You can apply DEO 6 months prior to the university degree completion. It is understood that the applicant would complete his/her degree succesfully and it would become a condition to be eligible to join the CFs.

Also, I don't have the data ATT, but it can be entirely possible that the RC accepts applications for these trades, but would not process it with the standard RVs (CFAT, medical, etc...) IOT have a certain amount of applications already filed in.

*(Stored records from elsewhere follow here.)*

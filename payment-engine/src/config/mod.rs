use anyhow::anyhow;
use dotenvy::dotenv;
use secrecy::Secret;
use serde::Deserialize;
use std::env;
use std::str::FromStr;
use std::time::Duration;

use crate::error::PaymentError;

#[derive(Debug, Clone)]
pub struct Config {
    pub service_name: String,
    pub gateway: GatewayConfig,
    pub retry: RetryConfig,
    pub reconciliation: ReconciliationConfig,
    pub directory: DirectoryConfig,
}

#[derive(Debug, Clone)]
pub struct GatewayConfig {
    pub mode: GatewayMode,
    pub api_base_url: String,
    pub key_id: String,
    pub key_secret: Secret<String>,
    /// Approval percentage for the simulated gateway, 0..=100.
    pub success_rate: u8,
}

#[derive(Debug, Clone, Copy, PartialEq, Eq, Deserialize)]
#[serde(rename_all = "lowercase")]
pub enum GatewayMode {
    Simulated,
    Http,
}

impl FromStr for GatewayMode {
    type Err = String;

    fn from_str(s: &str) -> Result<Self, Self::Err> {
        match s.to_lowercase().as_str() {
            "simulated" => Ok(GatewayMode::Simulated),
            "http" => Ok(GatewayMode::Http),
            _ => Err(format!("Invalid gateway mode: {}", s)),
        }
    }
}

#[derive(Debug, Clone)]
pub struct RetryConfig {
    pub max_attempts: u32,
    pub cooldown_hours: i64,
    pub batch_size: usize,
    pub schedule_interval_minutes: u64,
}

impl RetryConfig {
    pub fn schedule_interval(&self) -> Duration {
        Duration::from_secs(self.schedule_interval_minutes * 60)
    }
}

#[derive(Debug, Clone)]
pub struct ReconciliationConfig {
    pub interval_minutes: u64,
    pub batch_size: usize,
    pub expiration_hours: i64,
}

impl ReconciliationConfig {
    pub fn interval(&self) -> Duration {
        Duration::from_secs(self.interval_minutes * 60)
    }
}

#[derive(Debug, Clone, Default)]
pub struct DirectoryConfig {
    pub customers_base_url: Option<String>,
    pub policies_base_url: Option<String>,
    pub claims_base_url: Option<String>,
}

impl Config {
    pub fn from_env() -> Result<Self, PaymentError> {
        dotenv().ok();

        let mode = env::var("PAYMENT_GATEWAY_MODE")
            .unwrap_or_else(|_| "simulated".to_string())
            .parse()
            .map_err(|e: String| PaymentError::Config(anyhow!(e)))?;
        let api_base_url = env::var("PAYMENT_GATEWAY_API_BASE_URL")
            .unwrap_or_else(|_| "https://gateway.example.com/v1".to_string());
        let key_id = env::var("PAYMENT_GATEWAY_KEY_ID").unwrap_or_default();
        let key_secret = env::var("PAYMENT_GATEWAY_KEY_SECRET").unwrap_or_default();
        if mode == GatewayMode::Http && key_id.is_empty() {
            return Err(PaymentError::Config(anyhow!(
                "PAYMENT_GATEWAY_KEY_ID must be set when PAYMENT_GATEWAY_MODE=http"
            )));
        }

        Ok(Self {
            service_name: "payment-engine".to_string(),
            gateway: GatewayConfig {
                mode,
                api_base_url,
                key_id,
                key_secret: Secret::new(key_secret),
                success_rate: env_parse("PAYMENT_GATEWAY_SUCCESS_RATE", 90),
            },
            retry: RetryConfig {
                max_attempts: env_parse("PAYMENT_RETRY_MAX_ATTEMPTS", 3),
                cooldown_hours: env_parse("PAYMENT_RETRY_INTERVAL_HOURS", 24),
                batch_size: env_parse("PAYMENT_RETRY_BATCH_SIZE", 50),
                schedule_interval_minutes: env_parse("PAYMENT_RETRY_SCHEDULE_INTERVAL_MINUTES", 240),
            },
            reconciliation: ReconciliationConfig {
                interval_minutes: env_parse("PAYMENT_RECONCILIATION_INTERVAL_MINUTES", 15),
                batch_size: env_parse("PAYMENT_RECONCILIATION_BATCH_SIZE", 100),
                expiration_hours: env_parse("PAYMENT_EXPIRATION_HOURS", 24),
            },
            directory: DirectoryConfig {
                customers_base_url: env::var("CUSTOMER_SERVICE_URL").ok(),
                policies_base_url: env::var("POLICY_SERVICE_URL").ok(),
                claims_base_url: env::var("CLAIM_SERVICE_URL").ok(),
            },
        })
    }
}

fn env_parse<T: FromStr>(key: &str, default: T) -> T {
    env::var(key)
        .ok()
        .and_then(|value| value.parse().ok())
        .unwrap_or(default)
}
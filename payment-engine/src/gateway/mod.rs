//! Gateway abstraction over the external payment processor.
//!
//! The contract never raises for an unreachable processor: transport failure
//! maps to the explicit [`SubmitOutcome::Unavailable`] /
//! [`GatewayPaymentStatus::Unavailable`] fallback markers, which callers must
//! treat exactly like an inconclusive `Pending` result. Marking a payment
//! terminal on a fallback response could mis-mark a charge the processor
//! actually accepted.

pub mod http;
pub mod simulated;

use async_trait::async_trait;
use rust_decimal::Decimal;

pub use http::HttpGateway;
pub use simulated::SimulatedGateway;

/// A payment submission forwarded to the processor.
#[derive(Debug, Clone)]
pub struct SubmitRequest {
    pub payment_number: String,
    /// Engine-side attempt reference; doubles as the idempotency key and the
    /// handle for later status checks.
    pub reference: String,
    pub amount: Decimal,
    pub currency: String,
    pub customer_number: String,
    pub concept: String,
}

#[derive(Debug, Clone, PartialEq, Eq)]
pub enum SubmitOutcome {
    /// The processor accepted and settled the charge synchronously.
    Accepted {
        gateway_reference: String,
        authorization_code: String,
    },
    /// The processor rejected the charge.
    Declined { code: String, message: String },
    /// The processor took the charge for asynchronous settlement.
    Pending { gateway_reference: String },
    /// The processor could not be reached; outcome unknown.
    Unavailable,
}

#[derive(Debug, Clone, Copy, PartialEq, Eq)]
pub enum GatewayPaymentStatus {
    Successful,
    Failed,
    Pending,
    /// Status query failed; must be treated as inconclusive.
    Unavailable,
}

#[async_trait]
pub trait PaymentGateway: Send + Sync {
    async fn submit(&self, request: &SubmitRequest) -> SubmitOutcome;

    async fn check_status(&self, reference: &str) -> GatewayPaymentStatus;
}
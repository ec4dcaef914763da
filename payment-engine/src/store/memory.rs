//! In-memory payment store.
//!
//! Backs the binary's default wiring and the test harness. Every mutation
//! takes the write lock for the whole check-and-apply, which is what makes
//! the optimistic status check atomic.

use crate::error::PaymentError;
use crate::models::{Payment, PaymentMethod, PaymentStatus, Transaction, TransactionType};
use crate::store::PaymentStore;
use async_trait::async_trait;
use chrono::{DateTime, Utc};
use std::collections::HashMap;
use tokio::sync::RwLock;
use uuid::Uuid;

#[derive(Default)]
struct Inner {
    payments: HashMap<Uuid, Payment>,
    numbers: HashMap<String, Uuid>,
    transactions: HashMap<Uuid, Vec<Transaction>>,
    payment_methods: HashMap<String, Vec<PaymentMethod>>,
}

#[derive(Default)]
pub struct InMemoryStore {
    inner: RwLock<Inner>,
}

impl InMemoryStore {
    pub fn new() -> Self {
        Self::default()
    }

    /// Seed a customer payment method. Methods are collaborator records the
    /// engine never writes, so seeding sits outside the store contract.
    pub async fn add_payment_method(&self, method: PaymentMethod) {
        let mut inner = self.inner.write().await;
        inner
            .payment_methods
            .entry(method.customer_number.clone())
            .or_default()
            .push(method);
    }
}

#[async_trait]
impl PaymentStore for InMemoryStore {
    async fn insert_payment(&self, payment: Payment) -> Result<Payment, PaymentError> {
        let mut inner = self.inner.write().await;
        if inner.numbers.contains_key(&payment.payment_number) {
            return Err(PaymentError::Conflict(format!(
                "payment number {} already exists",
                payment.payment_number
            )));
        }
        inner
            .numbers
            .insert(payment.payment_number.clone(), payment.id);
        inner.payments.insert(payment.id, payment.clone());
        Ok(payment)
    }

    async fn find_by_id(&self, id: Uuid) -> Result<Option<Payment>, PaymentError> {
        let inner = self.inner.read().await;
        Ok(inner.payments.get(&id).cloned())
    }

    async fn find_by_number(&self, payment_number: &str) -> Result<Option<Payment>, PaymentError> {
        let inner = self.inner.read().await;
        Ok(inner
            .numbers
            .get(payment_number)
            .and_then(|id| inner.payments.get(id))
            .cloned())
    }

    async fn find_by_policy(&self, policy_number: &str) -> Result<Vec<Payment>, PaymentError> {
        let inner = self.inner.read().await;
        let mut payments: Vec<Payment> = inner
            .payments
            .values()
            .filter(|p| p.policy_number.as_deref() == Some(policy_number))
            .cloned()
            .collect();
        payments.sort_by_key(|p| p.creation_date);
        Ok(payments)
    }

    async fn find_by_status(
        &self,
        status: PaymentStatus,
        limit: usize,
    ) -> Result<Vec<Payment>, PaymentError> {
        let inner = self.inner.read().await;
        let mut payments: Vec<Payment> = inner
            .payments
            .values()
            .filter(|p| p.status == status)
            .cloned()
            .collect();
        payments.sort_by_key(|p| p.creation_date);
        payments.truncate(limit);
        Ok(payments)
    }

    async fn find_failed_eligible_for_retry(
        &self,
        max_attempts: u32,
        cutoff: DateTime<Utc>,
        limit: usize,
    ) -> Result<Vec<Payment>, PaymentError> {
        let inner = self.inner.read().await;
        let mut payments: Vec<Payment> = inner
            .payments
            .values()
            .filter(|p| {
                p.status == PaymentStatus::Failed
                    && p.retry_count < max_attempts
                    && p.last_retry_date.unwrap_or(p.creation_date) < cutoff
            })
            .cloned()
            .collect();
        payments.sort_by_key(|p| p.creation_date);
        payments.truncate(limit);
        Ok(payments)
    }

    async fn transition_status(
        &self,
        id: Uuid,
        expected: PaymentStatus,
        next: PaymentStatus,
        reason: Option<String>,
    ) -> Result<Payment, PaymentError> {
        let mut inner = self.inner.write().await;
        let payment = inner
            .payments
            .get_mut(&id)
            .ok_or_else(|| PaymentError::NotFound(format!("payment {}", id)))?;

        if payment.status != expected {
            return Err(PaymentError::StaleTransition {
                expected,
                actual: payment.status,
            });
        }

        payment.status = next;
        match next {
            PaymentStatus::Completed => {
                if payment.completion_date.is_none() {
                    payment.completion_date = Some(Utc::now());
                }
            }
            PaymentStatus::Failed | PaymentStatus::Cancelled | PaymentStatus::Expired => {
                if reason.is_some() {
                    payment.failure_reason = reason;
                }
            }
            PaymentStatus::Pending | PaymentStatus::Processing => {}
        }
        Ok(payment.clone())
    }

    async fn mark_retry_attempt(
        &self,
        id: Uuid,
        max_attempts: u32,
    ) -> Result<Payment, PaymentError> {
        let mut inner = self.inner.write().await;
        let payment = inner
            .payments
            .get_mut(&id)
            .ok_or_else(|| PaymentError::NotFound(format!("payment {}", id)))?;

        if payment.retry_count >= max_attempts {
            return Err(PaymentError::RetryExhausted(payment.payment_number.clone()));
        }

        payment.retry_count += 1;
        payment.last_retry_date = Some(Utc::now());
        Ok(payment.clone())
    }

    async fn append_transaction(
        &self,
        transaction: Transaction,
    ) -> Result<Transaction, PaymentError> {
        let mut inner = self.inner.write().await;
        if !inner.payments.contains_key(&transaction.payment_id) {
            return Err(PaymentError::NotFound(format!(
                "payment {}",
                transaction.payment_id
            )));
        }
        inner
            .transactions
            .entry(transaction.payment_id)
            .or_default()
            .push(transaction.clone());
        Ok(transaction)
    }

    async fn transactions_for_payment(
        &self,
        payment_id: Uuid,
    ) -> Result<Vec<Transaction>, PaymentError> {
        let inner = self.inner.read().await;
        Ok(inner
            .transactions
            .get(&payment_id)
            .cloned()
            .unwrap_or_default())
    }

    async fn latest_payment_transaction(
        &self,
        payment_id: Uuid,
    ) -> Result<Option<Transaction>, PaymentError> {
        let inner = self.inner.read().await;
        Ok(inner.transactions.get(&payment_id).and_then(|txs| {
            txs.iter()
                .rev()
                .find(|t| t.transaction_type == TransactionType::Payment)
                .cloned()
        }))
    }

    async fn find_default_payment_method(
        &self,
        customer_number: &str,
    ) -> Result<Option<PaymentMethod>, PaymentError> {
        let inner = self.inner.read().await;
        Ok(inner.payment_methods.get(customer_number).and_then(|methods| {
            methods
                .iter()
                .find(|m| m.is_default && m.is_active)
                .cloned()
        }))
    }
}
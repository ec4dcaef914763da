//! Engine assembly and lifecycle management.
//!
//! Wires the lifecycle service to its collaborators, spawns the two periodic
//! tasks and the inbound-event consumer, and runs until interrupted.

use crate::clients::HttpPartyDirectory;
use crate::config::{Config, GatewayMode};
use crate::events::{EventConsumer, InboundEvent, LoggingPublisher};
use crate::gateway::{HttpGateway, PaymentGateway, SimulatedGateway};
use crate::services::PaymentService;
use crate::store::{InMemoryStore, PaymentStore};
use crate::tasks::{ReconciliationTask, RetryTask};
use std::sync::Arc;
use tokio::sync::mpsc;
use tokio_util::sync::CancellationToken;

const INBOUND_CHANNEL_CAPACITY: usize = 256;

pub struct Application {
    config: Config,
    store: Arc<dyn PaymentStore>,
    gateway: Arc<dyn PaymentGateway>,
    service: Arc<PaymentService>,
    inbound_tx: mpsc::Sender<InboundEvent>,
    inbound_rx: mpsc::Receiver<InboundEvent>,
    shutdown: CancellationToken,
}

impl Application {
    pub fn build(config: Config) -> Self {
        let store: Arc<dyn PaymentStore> = Arc::new(InMemoryStore::new());

        let gateway: Arc<dyn PaymentGateway> = match config.gateway.mode {
            GatewayMode::Http => {
                tracing::info!(base_url = %config.gateway.api_base_url, "using HTTP payment gateway");
                Arc::new(HttpGateway::new(config.gateway.clone()))
            }
            GatewayMode::Simulated => {
                tracing::info!(
                    success_rate = config.gateway.success_rate,
                    "using simulated payment gateway"
                );
                Arc::new(SimulatedGateway::new(config.gateway.success_rate))
            }
        };

        let publisher = Arc::new(LoggingPublisher::new());
        let directory = Arc::new(HttpPartyDirectory::new(config.directory.clone()));
        let service = Arc::new(PaymentService::new(
            store.clone(),
            gateway.clone(),
            publisher,
            directory,
        ));

        let (inbound_tx, inbound_rx) = mpsc::channel(INBOUND_CHANNEL_CAPACITY);

        Self {
            config,
            store,
            gateway,
            service,
            inbound_tx,
            inbound_rx,
            shutdown: CancellationToken::new(),
        }
    }

    pub fn service(&self) -> Arc<PaymentService> {
        self.service.clone()
    }

    /// Sender half for the inbound-event transport to feed decoded bus
    /// events into the engine.
    pub fn inbound_sender(&self) -> mpsc::Sender<InboundEvent> {
        self.inbound_tx.clone()
    }

    pub fn shutdown_token(&self) -> CancellationToken {
        self.shutdown.clone()
    }

    /// Run the engine until ctrl-c, then cancel the background tasks and
    /// wait for them to drain.
    pub async fn run_until_stopped(self) -> std::io::Result<()> {
        let consumer = EventConsumer::new(
            self.service.clone(),
            self.inbound_rx,
            self.shutdown.clone(),
        );
        let consumer_handle = tokio::spawn(consumer.run());

        let reconciliation = ReconciliationTask::new(
            self.store.clone(),
            self.gateway.clone(),
            self.service.clone(),
            self.config.reconciliation.clone(),
        )
        .spawn(self.shutdown.clone());

        let retry = RetryTask::new(
            self.store.clone(),
            self.service.clone(),
            self.config.retry.clone(),
        )
        .spawn(self.shutdown.clone());

        tracing::info!(
            service = %self.config.service_name,
            reconciliation_interval_minutes = self.config.reconciliation.interval_minutes,
            retry_interval_minutes = self.config.retry.schedule_interval_minutes,
            "payment engine started"
        );

        if let Err(e) = tokio::signal::ctrl_c().await {
            tracing::error!(error = %e, "failed to listen for shutdown signal");
        }
        tracing::info!("shutdown signal received");
        self.shutdown.cancel();

        let _ = tokio::join!(consumer_handle, reconciliation, retry);
        Ok(())
    }
}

Last, what path to take is really a matter of the applicant objectives and situation. Considering that the best you can do to prepare for an eventually application is to develop trade related skills and specificaly leadership skills for officer trades. A course of action is in the personal activities (school, sports, cadets, etc...), another is to join the Reserve. One has to keep in mind that the Reserve is still a good entry to the Reg F, but that it can take a long time to process because A LOT of requests for Component Transfer are already in, but also that there's a limited number of positions by trade and by year. It's still a case by case approach and some file can be quickly processed, but I would not count on that from the start. Also, the trade position available in a CT has nothing to do with the recruitment numbers.


----------



## rdinsdal (23 Mar 2012)

MdB said:
			
		

> You can apply DEO 6 months prior to the university degree completion. It is understood that the applicant would complete his/her degree succesfully and it would become a condition to be eligible to join the CFs.
> 
> Also, I don't have the data ATT, but it can be entirely possible that the RC accepts applications for these trades, but would not process it with the standard RVs (CFAT, medical, etc...) IOT have a certain amount of applications already filed in.
> 
> Last, what path to take is really a matter of the applicant objectives and situation. Considering that the best you can do to prepare for an eventually application is to develop trade related skills and specificaly leadership skills for officer trades. A course of action is in the personal activities (school, sports, cadets, etc...), another is to join the Reserve. One has to keep in mind that the Reserve is still a good entry to the Reg F, but that it can take a long time to process because A LOT of requests for Component Transfer are already in, but also that there's a limited number of positions by trade and by year. It's still a case by case approach and some file can be quickly processed, but I would not count on that from the start. Also, the trade position available in a CT has nothing to do with the recruitment numbers.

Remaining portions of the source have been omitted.